--- Data supplied ---

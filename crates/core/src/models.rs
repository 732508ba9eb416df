//! Observation and result types shared by the analytics, data and CLI crates.

use chrono::{DateTime, Utc};
use serde::{Deserialize, Serialize};

/// A single amount at a point in time (daily whale volume, one transfer, ...).
#[derive(Debug, Clone, Copy, PartialEq, Serialize, Deserialize)]
pub struct TimestampedAmount {
    pub timestamp: DateTime<Utc>,
    pub amount: f64,
}

impl TimestampedAmount {
    #[must_use]
    pub fn new(timestamp: DateTime<Utc>, amount: f64) -> Self {
        Self { timestamp, amount }
    }
}

/// One merged daily sample of whale activity and asset price.
#[derive(Debug, Clone, Copy, PartialEq, Serialize, Deserialize)]
pub struct TimestampedObservation {
    pub timestamp: DateTime<Utc>,
    /// Total whale amount moved on this day (0 when there was no activity)
    pub whale_amount: f64,
    pub price: f64,
}

impl TimestampedObservation {
    #[must_use]
    pub fn new(timestamp: DateTime<Utc>, whale_amount: f64, price: f64) -> Self {
        Self {
            timestamp,
            whale_amount,
            price,
        }
    }
}

/// A price sample.
#[derive(Debug, Clone, Copy, PartialEq, Serialize, Deserialize)]
pub struct PricePoint {
    pub timestamp: DateTime<Utc>,
    pub price: f64,
}

impl PricePoint {
    #[must_use]
    pub fn new(timestamp: DateTime<Utc>, price: f64) -> Self {
        Self { timestamp, price }
    }
}

/// Direction of a whale movement relative to exchange wallets.
#[derive(Debug, Clone, Copy, PartialEq, Eq, Hash, Serialize, Deserialize)]
#[serde(rename_all = "lowercase")]
pub enum FlowDirection {
    /// Funds moved into an exchange (likely sell pressure)
    Inflow,
    /// Funds moved out of an exchange (likely accumulation)
    Outflow,
}

impl FlowDirection {
    #[must_use]
    pub const fn as_str(&self) -> &'static str {
        match self {
            Self::Inflow => "inflow",
            Self::Outflow => "outflow",
        }
    }
}

/// A large, discrete whale movement used as an event-study anchor.
#[derive(Debug, Clone, Copy, PartialEq, Serialize, Deserialize)]
pub struct WhaleEvent {
    pub timestamp: DateTime<Utc>,
    pub amount: f64,
    pub direction: FlowDirection,
}

/// The minimal transfer shape needed for concentration analysis.
#[derive(Debug, Clone, PartialEq, Serialize, Deserialize)]
pub struct Transfer {
    pub amount: f64,
    pub from_address: String,
}

impl Transfer {
    #[must_use]
    pub fn new(amount: f64, from_address: impl Into<String>) -> Self {
        Self {
            amount,
            from_address: from_address.into(),
        }
    }
}

/// A whale transfer as delivered by the blockchain query layer.
#[derive(Debug, Clone, PartialEq, Serialize, Deserialize)]
pub struct WhaleTransfer {
    pub timestamp: DateTime<Utc>,
    pub tx_hash: String,
    pub from_address: String,
    pub to_address: String,
    pub amount: f64,
    pub token: String,
}

impl From<&WhaleTransfer> for Transfer {
    fn from(transfer: &WhaleTransfer) -> Self {
        Self {
            amount: transfer.amount,
            from_address: transfer.from_address.clone(),
        }
    }
}

impl From<&WhaleTransfer> for TimestampedAmount {
    fn from(transfer: &WhaleTransfer) -> Self {
        Self {
            timestamp: transfer.timestamp,
            amount: transfer.amount,
        }
    }
}

/// Weekly exchange inflow/outflow for one token contract.
#[derive(Debug, Clone, PartialEq, Serialize, Deserialize)]
pub struct ExchangeFlow {
    pub exchange: String,
    pub week_start: DateTime<Utc>,
    pub inflow: f64,
    pub outflow: f64,
    pub contract_address: String,
}

impl ExchangeFlow {
    #[must_use]
    pub fn net(&self) -> f64 {
        self.inflow - self.outflow
    }
}

/// Three-level risk classification used across concentration and flow metrics.
#[derive(Debug, Clone, Copy, PartialEq, Eq, Hash, Serialize, Deserialize)]
#[serde(rename_all = "lowercase")]
pub enum RiskLevel {
    Low,
    Medium,
    High,
}

impl RiskLevel {
    #[must_use]
    pub const fn as_str(&self) -> &'static str {
        match self {
            Self::Low => "low",
            Self::Medium => "medium",
            Self::High => "high",
        }
    }
}

impl std::fmt::Display for RiskLevel {
    fn fmt(&self, f: &mut std::fmt::Formatter<'_>) -> std::fmt::Result {
        f.write_str(self.as_str())
    }
}

#[cfg(test)]
mod tests {
    use super::*;
    use chrono::TimeZone;

    #[test]
    fn flow_direction_serializes_lowercase() {
        let json = serde_json::to_string(&FlowDirection::Inflow).unwrap();
        assert_eq!(json, "\"inflow\"");

        let parsed: FlowDirection = serde_json::from_str("\"outflow\"").unwrap();
        assert_eq!(parsed, FlowDirection::Outflow);
    }

    #[test]
    fn whale_event_parses_from_json() {
        let json = r#"{"timestamp":"2025-03-01T12:00:00Z","amount":2500.0,"direction":"inflow"}"#;
        let event: WhaleEvent = serde_json::from_str(json).unwrap();

        assert_eq!(
            event.timestamp,
            Utc.with_ymd_and_hms(2025, 3, 1, 12, 0, 0).unwrap()
        );
        assert_eq!(event.direction, FlowDirection::Inflow);
    }

    #[test]
    fn whale_transfer_converts_to_transfer() {
        let whale = WhaleTransfer {
            timestamp: Utc.with_ymd_and_hms(2025, 3, 1, 0, 0, 0).unwrap(),
            tx_hash: "0xabc".to_string(),
            from_address: "0xfrom".to_string(),
            to_address: "0xto".to_string(),
            amount: 1200.0,
            token: "ETH".to_string(),
        };

        let transfer = Transfer::from(&whale);
        assert_eq!(transfer, Transfer::new(1200.0, "0xfrom"));
    }

    #[test]
    fn exchange_flow_net_is_inflow_minus_outflow() {
        let flow = ExchangeFlow {
            exchange: "Binance".to_string(),
            week_start: Utc.with_ymd_and_hms(2025, 3, 3, 0, 0, 0).unwrap(),
            inflow: 150.0,
            outflow: 400.0,
            contract_address: "0xdac17f958d2ee523a2206206994597c13d831ec7".to_string(),
        };
        assert!((flow.net() + 250.0).abs() < f64::EPSILON);
    }

    #[test]
    fn risk_level_displays_lowercase() {
        assert_eq!(RiskLevel::High.to_string(), "high");
        assert_eq!(
            serde_json::to_string(&RiskLevel::Medium).unwrap(),
            "\"medium\""
        );
    }
}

---

=== Task objective ===
From the entries, report every line in which the string "WhaleTransfer" occurs.

=== Task result ===
pub struct WhaleTransfer {
impl From<&WhaleTransfer> for Transfer {
    fn from(transfer: &WhaleTransfer) -> Self {
impl From<&WhaleTransfer> for TimestampedAmount {
    fn from(transfer: &WhaleTransfer) -> Self {
        let whale = WhaleTransfer {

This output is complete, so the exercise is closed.